Duidelijk is geworden dat de zorgplicht ten opzichte van bepaalde klanten is geschonden. Met het akkoord komen curatoren aan klachten over die gebreken in de zorgplicht tegemoet. (…)
U heeft eerder aangegeven dat in uw geval de overeenkomst(en) die door bemiddeling van DSB Bank tot stand zijn gekomen, gebreken vertonen. Met deze brief bieden wij u de vergoeding aan waarop u aanspraak kunt maken volgens het akkoord. Wij gaan ervan uit dat u hiermee de genoegdoening wordt geboden waar u zolang op heeft moeten wachten.”

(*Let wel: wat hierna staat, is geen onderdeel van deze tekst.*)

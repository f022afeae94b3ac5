//! Interned struct identifiers.

use std::fmt;

use serde::{Deserialize, Serialize};

/// Stable identifier of a canonical struct, assigned once at registry load.
///
/// Every alias resolves to the id of its canonical struct, so two
/// declarations made under historically different names land on the same
/// key.
#[derive(Debug, Clone, Copy, PartialEq, Eq, PartialOrd, Ord, Hash, Serialize, Deserialize)]
#[serde(transparent)]
pub struct StructId(u32);

impl StructId {
    /// Wrap a registry index.
    pub const fn new(index: u32) -> Self {
        Self(index)
    }

    /// Position in the registry's struct table.
    pub fn index(self) -> usize {
        self.0 as usize
    }
}

impl fmt::Display for StructId {
    fn fmt(&self, f: &mut fmt::Formatter<'_>) -> fmt::Result {
        write!(f, "struct#{}", self.0)
    }
}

De aangeboden compensatie had alleen betrekking op poliscompensatie en betreft een bedrag van € 9.073. Indien [appellanten] van mening zijn dat aan hen meer krediet is verstrekt dan het bedrag dat maximaal aan hen diende te worden verstrekt (bovenmatig verstrekt krediet), dienen zij dat aan te geven. [appellanten] zijn op dit aanbod niet ingegaan.
2.1.8
Bij e-mailbericht van 3 juli 2013 hebben de curatoren, voor zover van belang, als volgt aan [appellanten] bericht:
“Er is geen sprake van een – zoals u dat noemt – “betwistbare hypothecaire schuld”, maar van een situatie waarin u gedurende lange tijd uw verplichtingen niet (geheel) nakomt. Nu u niet (volledig) betaalt, rest ons niets anders dan uw woning zo spoedig mogelijk executoriaal te verkopen. (…) De veiling is slechts te voorkomen indien u alsnog per omgaande de gehele achterstand en alle veilingkosten voldoet.”
2.1.9
Bij brief van 10 juli 2013 hebben curatoren, voor zover van belang, als volgt aan [appellanten] bericht:
“Helaas moeten wij nog steeds constateren dat u een betalingsachterstand heeft op uw hypotheken van totaal € 26.310,91.
(…)
Aangezien u structureel uw afspraken niet nakomt rest ons niets anders dan u voor de volgende keuze te stellen:
-U kunt BINNEN VIJF DAGEN NA HEDEN zorg dragen voor een volledige betaling van € 26.310,91 (…)
-Indien u niet aan uw betalingsverplichting kunt voldoen stellen wij u eenmalig in de gelegenheid om een notariële onherroepelijke volmacht tot onderhandse verkoop te tekenen. (…)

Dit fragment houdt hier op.